Dr. Friedman and co-presenters surveyed dermatologists during a presentation on fungal skin infections at the 2016 Orlando Dermatology Aesthetic & Clinical Conference in Florida. They asked dermatologists in attendance to look at 13 clinical images and determine whether or not each was a fungal skin infection, anonymously providing a simple yes or no answer. In results published November in the Journal of the American Academy of Dermatology, the researchers found half the dermatologists classified a majority, or eight of 13, cases correctly. Participating dermatologists accurately categorized the cases with 75 percent accuracy in four of the 13 cases. And only one of the cases, a clinical image of gram-negative toe web infection, was accurately identified by more than 90 percent of the audience.

“We really pride ourselves on being the masters of identifying disease through visual inspection. The concept of doorway diagnosis is very much from dermatology,” Dr. Friedman tells Dermatology Times. “The problem with dermatophyte infections-superficial skin infections caused by fungal agents-is that they can look like many different things. And the same is true for non-fungal skin infections.”

Dr. Friedman says the misdiagnoses can have big consequences in dermatology practice. Dr. Friedman says he had a patient who came to him with cutaneous lymphoma but had been misdiagnosed for months prior.

“We have to remind ourselves that these conditions can be highly variable and that we need to use our toolbox to really make the right diagnosis because missing the diagnosis obviously means a delay in care and possible morbidity associated with not initiating the right treatment,” he says.

The survey findings reflect answers from between 15 and 33 participants, who responded as they came in and out of the session.

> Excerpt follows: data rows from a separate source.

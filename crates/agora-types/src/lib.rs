//! Shared data model and wire formats for the Agora community chat.

pub mod api;
pub mod events;
pub mod grouping;
pub mod models;
pub mod normalize;

pub use normalize::NormalizeError;
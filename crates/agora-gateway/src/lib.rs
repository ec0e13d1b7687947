//! Real-time side of the Agora chat client: the Socket.IO connection, the
//! bindings that feed inbound events into the store, and the acknowledged
//! outbound commands.

pub mod ack;
pub mod auth;
pub mod bindings;
pub mod codec;
pub mod commands;
pub mod config;
pub mod connection;
pub mod error;
pub mod notice;
pub mod outbound;
pub mod session;
pub mod typing;

pub use commands::{ChatCommands, SendMessageRequest};
pub use config::{GatewayConfig, ReconnectPolicy};
pub use connection::GatewayClient;
pub use error::GatewayError;
pub use notice::{Notice, NoticeLevel};
pub use session::{FileSessionStore, MemorySessionStore, SessionStore};
pub use typing::TypingIndicator;
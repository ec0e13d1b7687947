//! Request/acknowledgement correlation over the event socket.

use std::collections::HashMap;
use std::sync::atomic::{AtomicU64, Ordering};
use std::sync::{Arc, Mutex, MutexGuard, PoisonError};
use std::time::Duration;

use serde::Serialize;
use serde_json::Value;
use tokio::sync::oneshot;
use tracing::{debug, trace, warn};

use agora_types::api::AckResponse;

use crate::codec::SocketPacket;
use crate::error::GatewayError;
use crate::outbound::Outbound;

type Waiters = HashMap<u64, oneshot::Sender<Vec<Value>>>;

/// Pending acknowledgements keyed by Socket.IO ack id.
#[derive(Clone, Default)]
pub struct AckRegistry {
    inner: Arc<AckRegistryInner>,
}

#[derive(Default)]
struct AckRegistryInner {
    next_id: AtomicU64,
    waiters: Mutex<Waiters>,
}

impl AckRegistry {
    pub fn new() -> Self {
        Self::default()
    }

    pub fn register(&self) -> (u64, oneshot::Receiver<Vec<Value>>) {
        let id = self.inner.next_id.fetch_add(1, Ordering::Relaxed);
        let (tx, rx) = oneshot::channel();
        self.waiters().insert(id, tx);
        (id, rx)
    }

    /// Hand the ack arguments to whoever waits on `id`.
    pub fn resolve(&self, id: u64, args: Vec<Value>) -> bool {
        match self.waiters().remove(&id) {
            Some(tx) => tx.send(args).is_ok(),
            None => {
                debug!("Ack {} has no waiter (timed out or unknown)", id);
                false
            }
        }
    }

    pub fn cancel(&self, id: u64) {
        self.waiters().remove(&id);
    }

    /// Fail every pending request; used when the connection drops.
    pub fn fail_all(&self) {
        let dropped = std::mem::take(&mut *self.waiters());
        if !dropped.is_empty() {
            warn!("Failing {} pending request(s) on disconnect", dropped.len());
        }
    }

    pub fn pending(&self) -> usize {
        self.waiters().len()
    }

    fn waiters(&self) -> MutexGuard<'_, Waiters> {
        self.inner.waiters.lock().unwrap_or_else(PoisonError::into_inner)
    }
}

/// Emits events on the live connection, optionally awaiting the ack.
#[derive(Clone)]
pub struct Emitter {
    outbound: Outbound,
    acks: AckRegistry,
    default_timeout: Option<Duration>,
}

impl Emitter {
    pub fn new(outbound: Outbound, acks: AckRegistry, default_timeout: Option<Duration>) -> Self {
        Self {
            outbound,
            acks,
            default_timeout,
        }
    }

    pub fn is_connected(&self) -> bool {
        self.outbound.is_connected()
    }

    /// Fire-and-forget.
    pub fn emit<P: Serialize>(&self, event: &str, payload: &P) -> Result<(), GatewayError> {
        let packet = SocketPacket::event(event, serde_json::to_value(payload)?, None);
        trace!("emit {}", event);
        self.outbound.send(packet.to_frame())
    }

    /// Emit and wait for the acknowledgement, using the default timeout.
    pub async fn request<P: Serialize>(
        &self,
        event: &str,
        payload: &P,
    ) -> Result<AckResponse, GatewayError> {
        self.request_with_timeout(event, payload, self.default_timeout)
            .await
    }

    /// Emit and wait for the acknowledgement. A `{ success: false }` ack
    /// becomes [`GatewayError::Rejected`].
    pub async fn request_with_timeout<P: Serialize>(
        &self,
        event: &str,
        payload: &P,
        timeout: Option<Duration>,
    ) -> Result<AckResponse, GatewayError> {
        if !self.outbound.is_connected() {
            return Err(GatewayError::NotConnected);
        }
        let payload = serde_json::to_value(payload)?;

        let (id, rx) = self.acks.register();
        // Removes the waiter however this future ends, including being dropped.
        let _waiter = WaiterGuard {
            acks: &self.acks,
            id,
        };
        self.outbound
            .send(SocketPacket::event(event, payload, Some(id)).to_frame())?;
        trace!("emit {} (ack {})", event, id);

        let args = match timeout {
            Some(limit) => match tokio::time::timeout(limit, rx).await {
                Ok(result) => result,
                Err(_) => {
                    warn!("{} not acknowledged within {:?}", event, limit);
                    return Err(GatewayError::AckTimeout {
                        event: event.to_string(),
                        timeout: limit,
                    });
                }
            },
            None => rx.await,
        }
        .map_err(|_| GatewayError::ConnectionClosed)?;

        let response = AckResponse::from_args(&args);
        if !response.success {
            return Err(GatewayError::Rejected(response.error_message()));
        }
        Ok(response)
    }
}

struct WaiterGuard<'a> {
    acks: &'a AckRegistry,
    id: u64,
}

impl Drop for WaiterGuard<'_> {
    fn drop(&mut self) {
        self.acks.cancel(self.id);
    }
}
//! Persistence of the authenticated user id outside the store, for code
//! that needs it before a store is available (e.g. the next launch).

use std::path::PathBuf;
use std::sync::{Mutex, PoisonError};

use serde::{Deserialize, Serialize};
use tracing::debug;

use crate::error::GatewayError;

pub trait SessionStore: Send + Sync {
    fn save_user_id(&self, user_id: &str) -> Result<(), GatewayError>;
    fn load_user_id(&self) -> Result<Option<String>, GatewayError>;
    fn clear(&self) -> Result<(), GatewayError>;
}

#[derive(Debug, Serialize, Deserialize)]
#[serde(rename_all = "camelCase")]
struct SessionFile {
    user_id: String,
}

/// Keeps the user id in a small JSON file.
#[derive(Debug, Clone)]
pub struct FileSessionStore {
    path: PathBuf,
}

impl FileSessionStore {
    pub fn new(path: impl Into<PathBuf>) -> Self {
        Self { path: path.into() }
    }
}

fn io_error(err: std::io::Error) -> GatewayError {
    GatewayError::Session(err.to_string())
}

impl SessionStore for FileSessionStore {
    fn save_user_id(&self, user_id: &str) -> Result<(), GatewayError> {
        if let Some(parent) = self.path.parent().filter(|p| !p.as_os_str().is_empty()) {
            std::fs::create_dir_all(parent).map_err(io_error)?;
        }
        let body = serde_json::to_vec(&SessionFile {
            user_id: user_id.to_string(),
        })
        .map_err(|e| GatewayError::Session(e.to_string()))?;
        std::fs::write(&self.path, body).map_err(io_error)?;
        debug!("Saved session to {}", self.path.display());
        Ok(())
    }

    fn load_user_id(&self) -> Result<Option<String>, GatewayError> {
        let body = match std::fs::read(&self.path) {
            Ok(body) => body,
            Err(e) if e.kind() == std::io::ErrorKind::NotFound => return Ok(None),
            Err(e) => return Err(io_error(e)),
        };
        let session: SessionFile =
            serde_json::from_slice(&body).map_err(|e| GatewayError::Session(e.to_string()))?;
        Ok(Some(session.user_id))
    }

    fn clear(&self) -> Result<(), GatewayError> {
        match std::fs::remove_file(&self.path) {
            Ok(()) => Ok(()),
            Err(e) if e.kind() == std::io::ErrorKind::NotFound => Ok(()),
            Err(e) => Err(io_error(e)),
        }
    }
}

#[derive(Debug, Default)]
pub struct MemorySessionStore {
    user_id: Mutex<Option<String>>,
}

impl SessionStore for MemorySessionStore {
    fn save_user_id(&self, user_id: &str) -> Result<(), GatewayError> {
        *self.user_id.lock().unwrap_or_else(PoisonError::into_inner) = Some(user_id.to_string());
        Ok(())
    }

    fn load_user_id(&self) -> Result<Option<String>, GatewayError> {
        Ok(self.user_id.lock().unwrap_or_else(PoisonError::into_inner).clone())
    }

    fn clear(&self) -> Result<(), GatewayError> {
        *self.user_id.lock().unwrap_or_else(PoisonError::into_inner) = None;
        Ok(())
    }
}

#[cfg(test)]
mod tests {
    use super::*;

    #[test]
    fn file_store_round_trip() {
        let dir = tempfile::tempdir().unwrap();
        let store = FileSessionStore::new(dir.path().join("nested").join("session.json"));

        assert_eq!(store.load_user_id().unwrap(), None);
        store.save_user_id("u1").unwrap();
        assert_eq!(store.load_user_id().unwrap().as_deref(), Some("u1"));
        store.clear().unwrap();
        assert_eq!(store.load_user_id().unwrap(), None);
        // clearing twice is fine
        store.clear().unwrap();
    }

    #[test]
    fn memory_store_round_trip() {
        let store = MemorySessionStore::default();
        store.save_user_id("u2").unwrap();
        assert_eq!(store.load_user_id().unwrap().as_deref(), Some("u2"));
        store.clear().unwrap();
        assert!(store.load_user_id().unwrap().is_none());
    }
}
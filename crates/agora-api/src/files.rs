use std::path::Path;
use std::sync::Arc;
use std::sync::atomic::{AtomicU8, AtomicU64, Ordering};

use agora_store::ChatStoreHandle;
use agora_types::models::FileAttachment;
use agora_types::normalize::normalize_uploaded_file;
use futures_util::StreamExt;
use reqwest::Body;
use reqwest::multipart::{Form, Part};
use tokio_util::io::ReaderStream;
use tracing::{info, warn};

use crate::client::ApiClient;
use crate::error::ApiError;

const OCTET_STREAM: &str = "application/octet-stream";

/// Counts streamed bytes and reports whole percentages, once per change.
struct ProgressCounter<F> {
    total: u64,
    sent: AtomicU64,
    last: AtomicU8,
    report: F,
}

impl<F: Fn(u8)> ProgressCounter<F> {
    fn new(total: u64, report: F) -> Self {
        Self {
            total,
            sent: AtomicU64::new(0),
            last: AtomicU8::new(u8::MAX),
            report,
        }
    }

    fn advance(&self, bytes: usize) {
        let sent = self.sent.fetch_add(bytes as u64, Ordering::Relaxed) + bytes as u64;
        let percent = if self.total == 0 {
            100
        } else {
            (sent.saturating_mul(100) / self.total).min(100) as u8
        };
        if self.last.swap(percent, Ordering::Relaxed) != percent {
            (self.report)(percent);
        }
    }
}

impl ApiClient {
    /// POST `/community-chat/{community}/upload` as multipart field `file`,
    /// streaming from disk. Files above the configured limit are refused
    /// before any request is sent.
    pub async fn upload_file<F>(
        &self,
        community_id: &str,
        path: &Path,
        on_progress: F,
    ) -> Result<FileAttachment, ApiError>
    where
        F: Fn(u8) + Send + Sync + 'static,
    {
        let size = tokio::fs::metadata(path).await?.len();
        let limit = self.config.max_upload_bytes;
        if size > limit {
            return Err(ApiError::FileTooLarge { size, limit });
        }

        let name = path
            .file_name()
            .and_then(|n| n.to_str())
            .unwrap_or("attachment")
            .to_string();
        let mime = mime_guess::from_path(path)
            .first_or_octet_stream()
            .essence_str()
            .to_string();

        let file = tokio::fs::File::open(path).await?;
        let counter = Arc::new(ProgressCounter::new(size, on_progress));
        let stream = ReaderStream::new(file).inspect(move |chunk| {
            if let Ok(bytes) = chunk {
                counter.advance(bytes.len());
            }
        });

        let part = Part::stream_with_length(Body::wrap_stream(stream), size)
            .file_name(name.clone())
            .mime_str(&mime)?;
        let form = Form::new().part("file", part);

        let url = self.endpoint(&["community-chat", community_id, "upload"])?;
        let resp = self
            .http
            .post(url)
            .bearer_auth(&self.token)
            .multipart(form)
            .send()
            .await?;
        let body = self.json_body(resp).await?;

        let mut attachment = normalize_uploaded_file(&body)?;
        if attachment.mime_type == OCTET_STREAM && mime != OCTET_STREAM {
            attachment.mime_type = mime;
        }
        info!("Uploaded {} ({} bytes)", attachment.name, size);
        Ok(attachment)
    }

    /// [`upload_file`](Self::upload_file) with progress mirrored into the
    /// store; the indicator is cleared when the upload ends either way.
    pub async fn upload_attachment(
        &self,
        store: &ChatStoreHandle,
        community_id: &str,
        path: &Path,
    ) -> Result<FileAttachment, ApiError> {
        store.dispatch(|s| s.set_upload_progress(0));
        let progress = store.clone();
        let result = self
            .upload_file(community_id, path, move |percent| {
                progress.dispatch(|s| s.set_upload_progress(percent));
            })
            .await;
        store.dispatch(|s| s.clear_upload_progress());

        if let Err(e) = &result {
            warn!("Upload of {} failed: {}", path.display(), e);
        }
        result
    }
}
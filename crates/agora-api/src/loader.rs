use agora_store::ChatStoreHandle;
use agora_types::api::{DirectConversationQuery, Pagination};
use agora_types::grouping;
use agora_types::models::ConversationKey;
use chrono::SecondsFormat;
use tracing::{debug, warn};

use crate::client::ApiClient;
use crate::error::ApiError;

/// Result of fetching one page into the store.
#[derive(Debug, Clone, PartialEq, Eq)]
pub struct LoadedPage {
    /// Messages that were not cached before.
    pub added: usize,
    pub pagination: Pagination,
}

/// Fetches direct conversation history over REST and merges it into the
/// chat store.
#[derive(Clone)]
pub struct ConversationLoader {
    api: ApiClient,
    store: ChatStoreHandle,
}

impl ConversationLoader {
    pub fn new(api: ApiClient, store: ChatStoreHandle) -> Self {
        Self { api, store }
    }

    pub fn store(&self) -> &ChatStoreHandle {
        &self.store
    }

    /// Make `peer_id` the active conversation. The first page is fetched
    /// only when nothing is cached; returns `None` on a cache hit.
    pub async fn open_direct_conversation(
        &self,
        peer_id: &str,
    ) -> Result<Option<LoadedPage>, ApiError> {
        let (community_id, key) = self.direct_key(peer_id)?;
        self.store.dispatch(|s| s.select_direct_chat_user(peer_id));

        if self.store.read(|s| s.has_cached_messages(&key)) {
            debug!("Serving {} from cache", key);
            return Ok(None);
        }

        self.store.dispatch(|s| s.begin_load(&key));
        let query = self.first_page();
        match self
            .api
            .load_direct_conversation(&community_id, peer_id, &query)
            .await
        {
            Ok(page) => {
                let added = self.store.dispatch(|s| {
                    if let Some(user) = page.other_user {
                        s.upsert_direct_chat_user(user);
                    }
                    s.merge_direct_conversation(&key, page.groups)
                });
                Ok(Some(LoadedPage {
                    added,
                    pagination: page.pagination,
                }))
            }
            Err(e) => {
                warn!("Loading conversation with {} failed: {}", peer_id, e);
                self.store.dispatch(|s| s.fail_load(&key));
                Err(e)
            }
        }
    }

    /// Re-fetch the newest page and merge whatever is missing.
    pub async fn refresh(&self, peer_id: &str) -> Result<LoadedPage, ApiError> {
        let query = self.first_page();
        self.fetch_into_store(peer_id, query).await
    }

    /// Fetch the page before the oldest cached message. With nothing cached
    /// this is the same as [`refresh`](Self::refresh).
    pub async fn load_older(&self, peer_id: &str) -> Result<LoadedPage, ApiError> {
        let (_, key) = self.direct_key(peer_id)?;
        let before = self.store.read(|s| {
            grouping::oldest(s.conversation(&key))
                .map(|m| m.created_at.to_rfc3339_opts(SecondsFormat::Millis, true))
        });

        let query = DirectConversationQuery {
            before_timestamp: before,
            ..self.first_page()
        };
        self.fetch_into_store(peer_id, query).await
    }

    async fn fetch_into_store(
        &self,
        peer_id: &str,
        query: DirectConversationQuery,
    ) -> Result<LoadedPage, ApiError> {
        let (community_id, key) = self.direct_key(peer_id)?;
        self.store.dispatch(|s| s.begin_load(&key));

        match self
            .api
            .load_direct_conversation(&community_id, peer_id, &query)
            .await
        {
            Ok(page) => {
                let added = self.store.dispatch(|s| {
                    let added = s.merge_history(&key, page.groups);
                    s.finish_load(&key);
                    added
                });
                debug!("Merged {} new messages into {}", added, key);
                Ok(LoadedPage {
                    added,
                    pagination: page.pagination,
                })
            }
            Err(e) => {
                warn!("Fetching history with {} failed: {}", peer_id, e);
                self.store.dispatch(|s| s.fail_load(&key));
                Err(e)
            }
        }
    }

    fn direct_key(&self, peer_id: &str) -> Result<(String, ConversationKey), ApiError> {
        let community_id = self
            .store
            .read(|s| s.active_community_id().map(str::to_string))
            .ok_or(ApiError::NoActiveCommunity)?;
        let key = ConversationKey::direct(community_id.clone(), peer_id);
        Ok((community_id, key))
    }

    fn first_page(&self) -> DirectConversationQuery {
        DirectConversationQuery {
            limit: self.api.config().page_size,
            ..DirectConversationQuery::default()
        }
    }
}

#[cfg(test)]
mod tests {
    use agora_store::LoadStatus;

    use super::*;
    use crate::client::ApiConfig;

    fn loader(store: ChatStoreHandle) -> ConversationLoader {
        // nothing listens here; requests fail fast with a connection error
        let api = ApiClient::new(ApiConfig::new("http://127.0.0.1:9/api"), "token").unwrap();
        ConversationLoader::new(api, store)
    }

    #[tokio::test]
    async fn needs_an_active_community() {
        let loader = loader(ChatStoreHandle::default());
        assert!(matches!(
            loader.open_direct_conversation("bob").await,
            Err(ApiError::NoActiveCommunity)
        ));
    }

    #[tokio::test]
    async fn failed_first_load_returns_to_idle() {
        let store = ChatStoreHandle::default();
        store.dispatch(|s| {
            s.set_current_user(Some("alice".to_string()));
            s.set_active_community("c1");
        });
        let loader = loader(store.clone());

        assert!(loader.open_direct_conversation("bob").await.is_err());

        let key = ConversationKey::direct("c1", "bob");
        store.read(|s| {
            assert_eq!(s.active_direct_chat_user_id(), Some("bob"));
            assert_eq!(s.load_status(&key), LoadStatus::Idle);
        });
    }
}
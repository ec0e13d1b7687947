use std::collections::{BTreeMap, BTreeSet};
use std::fmt;

use chrono::{DateTime, NaiveDate, Utc};
use serde::{Deserialize, Serialize};

#[derive(Debug, Clone, Copy, PartialEq, Eq, Hash, Serialize, Deserialize, Default)]
#[serde(rename_all = "lowercase")]
pub enum MessageType {
    #[default]
    Text,
    Image,
    Video,
    Audio,
    Document,
}

impl MessageType {
    pub fn parse(raw: &str) -> Option<Self> {
        match raw.to_ascii_lowercase().as_str() {
            "text" => Some(Self::Text),
            "image" => Some(Self::Image),
            "video" => Some(Self::Video),
            "audio" => Some(Self::Audio),
            "document" | "file" => Some(Self::Document),
            _ => None,
        }
    }

    /// Infer the message type of an attachment from its mime type.
    pub fn from_mime(mime: &str) -> Self {
        match mime.split('/').next().unwrap_or_default() {
            "image" => Self::Image,
            "video" => Self::Video,
            "audio" => Self::Audio,
            _ => Self::Document,
        }
    }

    pub fn as_str(&self) -> &'static str {
        match self {
            Self::Text => "text",
            Self::Image => "image",
            Self::Video => "video",
            Self::Audio => "audio",
            Self::Document => "document",
        }
    }
}

#[derive(Debug, Clone, Copy, PartialEq, Eq, Hash, Serialize, Deserialize, Default)]
#[serde(rename_all = "lowercase")]
pub enum ChatType {
    #[default]
    Community,
    Direct,
}

impl ChatType {
    pub fn parse(raw: &str) -> Option<Self> {
        match raw {
            "community" => Some(Self::Community),
            "direct" => Some(Self::Direct),
            _ => None,
        }
    }

    pub fn as_str(&self) -> &'static str {
        match self {
            Self::Community => "community",
            Self::Direct => "direct",
        }
    }
}

#[derive(Debug, Clone, Copy, PartialEq, Eq, Hash, Serialize, Deserialize)]
#[serde(rename_all = "snake_case")]
pub enum DeleteType {
    ForEveryone,
    ForMe,
}

impl DeleteType {
    pub fn parse(raw: &str) -> Option<Self> {
        match raw {
            "for_everyone" | "forEveryone" | "everyone" => Some(Self::ForEveryone),
            "for_me" | "forMe" | "me" => Some(Self::ForMe),
            _ => None,
        }
    }
}

#[derive(Debug, Clone, PartialEq, Eq, Serialize, Deserialize)]
#[serde(rename_all = "camelCase")]
pub struct FileAttachment {
    pub url: String,
    pub name: String,
    pub mime_type: String,
}

#[derive(Debug, Clone, PartialEq, Eq, Serialize, Deserialize)]
#[serde(rename_all = "camelCase")]
pub struct Sender {
    pub id: String,
    pub name: String,
    pub avatar: Option<String>,
}

/// Denormalized copy of the quoted message, frozen at reply time.
#[derive(Debug, Clone, PartialEq, Eq, Serialize, Deserialize)]
#[serde(rename_all = "camelCase")]
pub struct ReplySnapshot {
    pub message_id: String,
    pub content: String,
    pub sender_name: Option<String>,
    pub message_type: MessageType,
}

/// A single chat line in its canonical client-side shape.
#[derive(Debug, Clone, PartialEq, Serialize, Deserialize)]
#[serde(rename_all = "camelCase")]
pub struct Message {
    pub id: String,
    pub community_id: String,
    pub content: String,
    pub message_type: MessageType,
    pub file: Option<FileAttachment>,
    pub sender: Sender,
    pub reply_to: Option<ReplySnapshot>,
    /// user_id -> emoji, one reaction per user.
    pub reactions: BTreeMap<String, String>,
    pub edited: bool,
    pub created_at: DateTime<Utc>,
    pub deleted_for_everyone: bool,
    pub chat_type: ChatType,
    pub recipient_user_id: Option<String>,
    pub read_by: BTreeSet<String>,
}

impl Message {
    pub fn is_direct(&self) -> bool {
        self.chat_type == ChatType::Direct
    }

    /// The participant of a direct message that is not `current_user_id`.
    ///
    /// Returns `None` for community messages and for direct messages the
    /// current user takes no part in.
    pub fn other_party(&self, current_user_id: &str) -> Option<&str> {
        if !self.is_direct() {
            return None;
        }
        let recipient = self.recipient_user_id.as_deref()?;
        if self.sender.id == current_user_id {
            Some(recipient)
        } else if recipient == current_user_id {
            Some(self.sender.id.as_str())
        } else {
            None
        }
    }

    /// Calendar day (UTC) this message is bucketed under.
    pub fn date(&self) -> NaiveDate {
        self.created_at.date_naive()
    }

    /// Turn the message into a tombstone. Reply snapshots elsewhere keep
    /// pointing at it, so the id and ordering stay.
    pub fn tombstone(&mut self) {
        self.deleted_for_everyone = true;
        self.content.clear();
        self.file = None;
        self.reactions.clear();
    }
}

/// Messages of one calendar day, oldest first.
#[derive(Debug, Clone, PartialEq, Serialize, Deserialize)]
#[serde(rename_all = "camelCase")]
pub struct MessageGroup {
    pub date: NaiveDate,
    pub messages: Vec<Message>,
}

#[derive(Debug, Clone, PartialEq, Eq, Hash, PartialOrd, Ord)]
pub enum ConversationKey {
    Community(String),
    Direct { community_id: String, peer_id: String },
}

impl ConversationKey {
    pub fn direct(community_id: impl Into<String>, peer_id: impl Into<String>) -> Self {
        Self::Direct {
            community_id: community_id.into(),
            peer_id: peer_id.into(),
        }
    }

    pub fn community_id(&self) -> &str {
        match self {
            Self::Community(id) => id,
            Self::Direct { community_id, .. } => community_id,
        }
    }

    pub fn peer_id(&self) -> Option<&str> {
        match self {
            Self::Community(_) => None,
            Self::Direct { peer_id, .. } => Some(peer_id),
        }
    }
}

impl fmt::Display for ConversationKey {
    fn fmt(&self, f: &mut fmt::Formatter<'_>) -> fmt::Result {
        match self {
            Self::Community(id) => write!(f, "community:{id}"),
            Self::Direct {
                community_id,
                peer_id,
            } => write!(f, "direct:{community_id}:{peer_id}"),
        }
    }
}

#[derive(Debug, Clone, PartialEq, Eq, Serialize, Deserialize)]
#[serde(rename_all = "camelCase")]
pub struct OnlineMember {
    pub user_id: String,
    pub user_name: String,
    pub community_id: String,
    pub profile_picture: Option<String>,
}

#[derive(Debug, Clone, PartialEq, Eq, Serialize, Deserialize)]
#[serde(rename_all = "camelCase")]
pub struct TypingUser {
    pub user_id: String,
    pub user_name: String,
}

/// Roster entry for someone the current user can message directly.
#[derive(Debug, Clone, PartialEq, Eq, Serialize, Deserialize)]
#[serde(rename_all = "camelCase")]
pub struct DirectChatUser {
    pub user_id: String,
    pub name: String,
    pub avatar: Option<String>,
    pub account_type: Option<String>,
    pub is_online: bool,
    pub last_message_time: Option<DateTime<Utc>>,
    pub unread_count: u32,
}

impl DirectChatUser {
    pub fn new(user_id: impl Into<String>, name: impl Into<String>) -> Self {
        Self {
            user_id: user_id.into(),
            name: name.into(),
            avatar: None,
            account_type: None,
            is_online: false,
            last_message_time: None,
            unread_count: 0,
        }
    }
}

The presenters recorded the answers and crunched the data.

“A large percentage of the audience was consistently giving the wrong answers,” Dr. Friedman says.

Images that stumped many in the audience included one of a deep fungal infection, called a Majocchi granuloma, which, when it tracks down the hair follicles, goes deeper and is a little nodular.

“It looks like a bacterial infection or could mimic a sarcoidosis, even,” he says. “Twenty of 23 got that wrong and said it was not a fungal infection. These conditions usually don’t follow the classic patterns. There were some conditions that we put up there that weren’t fungal infections and people thought they were, including Pityriasis rosacea, secondary syphilis. Sixteen of 17 said the syphilis image was a fungal infection, which it is not.”

The take-home message, according to Dr. Friedman, is it’s important to use basic skills, beyond the visual diagnosis, when diagnosing many skin conditions.

Even something as simple as a potassium hydroxide prep is often a lost art, Dr. Friedman says.

“Often people will be quick to give a cream, instead of proving the diagnosis. That can’t happen,” he says. “Do your scrapings, use your cultures and biopsy, if you’re wondering. And it’s important that if there are any questions about your own skill sets, to take advantage of opportunities to strengthen and maintain these skills at conferences, CME activities ….”

Disclosures: Dr. Friedman reports no relevant disclosures.